“Ghetto Theatre”, 1920, by David Bomberg, ©Estate of David Bomberg
But at the same time they came of age during the heyday of Modernism. “The new life should find its expression in a new art,” Bomberg said in a newspaper interview in 1914. Roger Fry’s controversial Post-Impressionist exhibitions of 1910 and 1912 were held when these young artists were studying at the Slade. The Ben Uri was founded in 1915 when the École de Paris was at its heyday, just two years after the Armory Show brought Modernism to America. They were drawn to traditional Jewish subjects but it was tradition with a Modernist twist.

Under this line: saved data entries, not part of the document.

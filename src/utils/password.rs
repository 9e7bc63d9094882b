use argon2::{
    password_hash::{rand_core::OsRng, PasswordHash, PasswordHasher, PasswordVerifier, SaltString},
    Argon2,
};
use crate::error::ErrorMessage;

const MAX_PASSWORD_LENGTH: usize = 64;

#[derive(Debug, thiserror::Error, PartialEq)]
pub enum PasswordError {
    #[error("{}", ErrorMessage::EmptyPassword)]
    Empty,
    #[error("{}", ErrorMessage::ExceededMaxPasswordLength(MAX_PASSWORD_LENGTH))]
    TooLong,
    #[error("{}", ErrorMessage::HashingError)]
    Hashing,
    #[error("{}", ErrorMessage::InvalidHashFormat)]
    InvalidHashFormat,
}

pub fn hash(password: impl Into<String>) -> Result<String, PasswordError> {
    let password = password.into();
    if password.is_empty() {
        return Err(PasswordError::Empty);
    }
    if password.len() > MAX_PASSWORD_LENGTH {
        return Err(PasswordError::TooLong);
    }
    let salt = SaltString::generate(&mut OsRng);
    let hashed = Argon2::default()
        .hash_password(password.as_bytes(), &salt)
        .map_err(|_| PasswordError::Hashing)?
        .to_string();
    Ok(hashed)
}

pub fn compare(password: &str, hashed_password: &str) -> Result<bool, PasswordError> {
    if password.is_empty() {
        return Err(PasswordError::Empty);
    }
    if password.len() > MAX_PASSWORD_LENGTH {
        return Err(PasswordError::TooLong);
    }
    let parsed_hash = PasswordHash::new(hashed_password)
        .map_err(|_| PasswordError::InvalidHashFormat)?;
    let matches = Argon2::default()
        .verify_password(password.as_bytes(), &parsed_hash)
        .is_ok();
    Ok(matches)
}

#[cfg(test)]
mod tests {
    use super::*;

    #[test]
    fn hash_and_compare_accepts_matching_password() {
        let hashed = hash("correct horse").unwrap();
        assert!(compare("correct horse", &hashed).unwrap());
        assert!(!compare("wrong horse", &hashed).unwrap());
    }

    #[test]
    fn empty_password_is_rejected() {
        assert_eq!(hash(""), Err(PasswordError::Empty));
    }

    #[test]
    fn over_long_password_is_rejected() {
        let long = "a".repeat(MAX_PASSWORD_LENGTH + 1);
        assert_eq!(hash(long), Err(PasswordError::TooLong));
    }

    #[test]
    fn garbage_hash_is_an_error() {
        assert_eq!(compare("password", "not-a-phc-string"), Err(PasswordError::InvalidHashFormat));
    }
}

“Rabbi and Rabbitzin”, 1914, by Mark Gertler, ©Ben Uri Collection
However, they engaged with Jewish subjects. What is striking about the second wave who dominate this exhibition — Jewish refugees from Nazi-occupied central Europe, from Adler, Bloch and Meidner to refugees who came as children like Lucian Freud and Frank Auerbach — is how they avoided Jewish subjects. No images of Judaism, almost no traces of the Holocaust, hardly any engagement with Israel. Until recently, most post-war work by Jewish artists has avoided obviously Jewish subjects. But there is nevertheless something dark and troubling about the solitary figures by Freud, the urban landscapes and thick black swirls of charcoal by Auerbach and Kossoff. To use David Sylvester’s phrase, these works by Jewish artists are “The Art of an Aftermath”.